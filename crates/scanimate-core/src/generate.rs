//! End-to-end barrier-grid generation.
//!
//! Runs strictly in order: load and validate every input, build the
//! composite, build the mask, write the composite, write the mask. The first
//! failure aborts the run; validation failures write nothing.

use std::path::{Component, Path, PathBuf};

use serde::{Deserialize, Serialize};

use crate::composite::{build_composite, BarLayout, SourceSet};
use crate::decode::{decode_raster, load_raster};
use crate::encode::write_png;
use crate::error::{GenerateError, GenerateResult};
use crate::mask::{build_mask, SlitRule};
use crate::Raster;

/// File name of the composite inside the output directory.
pub const DEFAULT_COMPOSITE_NAME: &str = "output.png";

/// File name of the mask inside the output directory.
pub const DEFAULT_MASK_NAME: &str = "mask.png";

/// Parameters of one generation run.
#[derive(Debug, Clone, PartialEq, Eq, Serialize, Deserialize)]
#[serde(default)]
pub struct GenerateOptions {
    /// Bar width in pixels (must divide the image width)
    pub bar_width: u32,
    /// Slit count formula for the mask
    pub slit_rule: SlitRule,
    /// File name of the composite
    pub composite_name: String,
    /// File name of the mask
    pub mask_name: String,
}

impl Default for GenerateOptions {
    fn default() -> Self {
        Self {
            bar_width: 1,
            slit_rule: SlitRule::Compat,
            composite_name: DEFAULT_COMPOSITE_NAME.to_string(),
            mask_name: DEFAULT_MASK_NAME.to_string(),
        }
    }
}

impl GenerateOptions {
    /// Default options with the given bar width.
    pub fn new(bar_width: u32) -> Self {
        Self {
            bar_width,
            ..Self::default()
        }
    }

    pub fn with_slit_rule(mut self, slit_rule: SlitRule) -> Self {
        self.slit_rule = slit_rule;
        self
    }

    /// Check that the output names are plain, distinct file names.
    ///
    /// The bar width is checked later against the actual image width.
    pub fn validate(&self) -> GenerateResult<()> {
        for name in [&self.composite_name, &self.mask_name] {
            let mut components = Path::new(name).components();
            let plain = matches!(
                (components.next(), components.next()),
                (Some(Component::Normal(_)), None)
            );
            if !plain {
                return Err(GenerateError::InvalidOptions(format!(
                    "output name {name:?} must be a plain file name"
                )));
            }
        }
        if self.composite_name == self.mask_name {
            return Err(GenerateError::InvalidOptions(format!(
                "composite and mask would both be written to {:?}",
                self.mask_name
            )));
        }
        Ok(())
    }
}

/// Composite and mask built in memory.
#[derive(Debug, Clone)]
pub struct BarrierGrid {
    pub composite: Raster,
    pub mask: Raster,
    pub layout: BarLayout,
}

impl BarrierGrid {
    /// Build both rasters for a validated source set.
    pub fn build(set: &SourceSet, slit_rule: SlitRule) -> Self {
        let layout = set.layout();
        tracing::info!(
            images = layout.image_count,
            bars = layout.bar_count,
            slits = layout.slit_count(slit_rule),
            width = layout.width,
            height = layout.height,
            "compositing"
        );
        let composite = build_composite(set);
        let mask = build_mask(&layout, slit_rule);
        Self {
            composite,
            mask,
            layout,
        }
    }
}

/// Paths written by a successful run.
#[derive(Debug, Clone, PartialEq, Eq)]
pub struct GeneratedFiles {
    pub composite: PathBuf,
    pub mask: PathBuf,
    pub layout: BarLayout,
}

/// Validate already decoded rasters and build the composite and mask.
///
/// # Errors
///
/// `NoImages`, `BarWidthMismatch` or `SizeMismatch`, checked in that order,
/// and `InvalidPixelData` for a raster whose buffer does not match its size.
pub fn compose(rasters: Vec<Raster>, options: &GenerateOptions) -> GenerateResult<BarrierGrid> {
    let set = SourceSet::from_rasters(rasters, options.bar_width)?;
    Ok(BarrierGrid::build(&set, options.slit_rule))
}

/// Decode `images` in order into a validated source set.
///
/// The bar width is checked as soon as the first image is decoded; every
/// later image is size-checked right after it is decoded.
pub fn load_source_set<P: AsRef<Path>>(images: &[P], bar_width: u32) -> GenerateResult<SourceSet> {
    collect_sources(images, bar_width, |index, path| load_indexed(index, path.as_ref()))
}

/// Like [`load_source_set`], for encoded images already held in memory.
pub fn decode_source_set<B: AsRef<[u8]>>(
    buffers: &[B],
    bar_width: u32,
) -> GenerateResult<SourceSet> {
    collect_sources(buffers, bar_width, |index, bytes| {
        decode_raster(bytes.as_ref()).map_err(|source| GenerateError::DecodeBuffer { index, source })
    })
}

fn collect_sources<T>(
    items: &[T],
    bar_width: u32,
    mut load: impl FnMut(usize, &T) -> GenerateResult<Raster>,
) -> GenerateResult<SourceSet> {
    let (first, rest) = items.split_first().ok_or(GenerateError::NoImages)?;

    let mut set = SourceSet::new(load(0, first)?, bar_width)?;
    for (i, item) in rest.iter().enumerate() {
        set.push(load(i + 1, item)?)?;
    }
    Ok(set)
}

fn load_indexed(index: usize, path: &Path) -> GenerateResult<Raster> {
    let raster = load_raster(path).map_err(|source| GenerateError::Decode {
        index,
        path: path.to_path_buf(),
        source,
    })?;
    tracing::debug!(
        index,
        path = %path.display(),
        width = raster.width,
        height = raster.height,
        "loaded image"
    );
    Ok(raster)
}

/// Generate `output.png` and `mask.png` in `output_dir` from `images`.
///
/// Equivalent to [`generate_with`] with default options and `bar_width`.
pub fn generate<P: AsRef<Path>>(
    images: &[P],
    output_dir: impl AsRef<Path>,
    bar_width: u32,
) -> GenerateResult<GeneratedFiles> {
    generate_with(images, output_dir, &GenerateOptions::new(bar_width))
}

/// Generate the composite and mask files in `output_dir`.
///
/// Existing files with the same names are replaced. The composite is written
/// before the mask.
///
/// # Errors
///
/// Any [`GenerateError`]; validation errors are reported before anything is
/// written.
#[tracing::instrument(
    skip_all,
    fields(images = images.len(), bar_width = options.bar_width, output_dir = %output_dir.as_ref().display())
)]
pub fn generate_with<P: AsRef<Path>>(
    images: &[P],
    output_dir: impl AsRef<Path>,
    options: &GenerateOptions,
) -> GenerateResult<GeneratedFiles> {
    options.validate()?;
    let output_dir = output_dir.as_ref();

    let set = load_source_set(images, options.bar_width)?;
    let grid = BarrierGrid::build(&set, options.slit_rule);
    drop(set);

    let composite = output_dir.join(&options.composite_name);
    write_output(&grid.composite, &composite)?;

    let mask = output_dir.join(&options.mask_name);
    write_output(&grid.mask, &mask)?;

    Ok(GeneratedFiles {
        composite,
        mask,
        layout: grid.layout,
    })
}

fn write_output(raster: &Raster, path: &Path) -> GenerateResult<()> {
    write_png(raster, path).map_err(|source| GenerateError::Write {
        path: path.to_path_buf(),
        source,
    })?;
    tracing::info!(path = %path.display(), "wrote image");
    Ok(())
}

----

## WHAT TO DO:
Look back at the data above. Transcribe exactly the lines starting at the line that contains "fields(images = images.len(), bar_width" and ending at the line that contains "options.validate()?;".

## SOLUTION BELOW:
    fields(images = images.len(), bar_width = options.bar_width, output_dir = %output_dir.as_ref().display())
)]
pub fn generate_with<P: AsRef<Path>>(
    images: &[P],
    output_dir: impl AsRef<Path>,
    options: &GenerateOptions,
) -> GenerateResult<GeneratedFiles> {
    options.validate()?;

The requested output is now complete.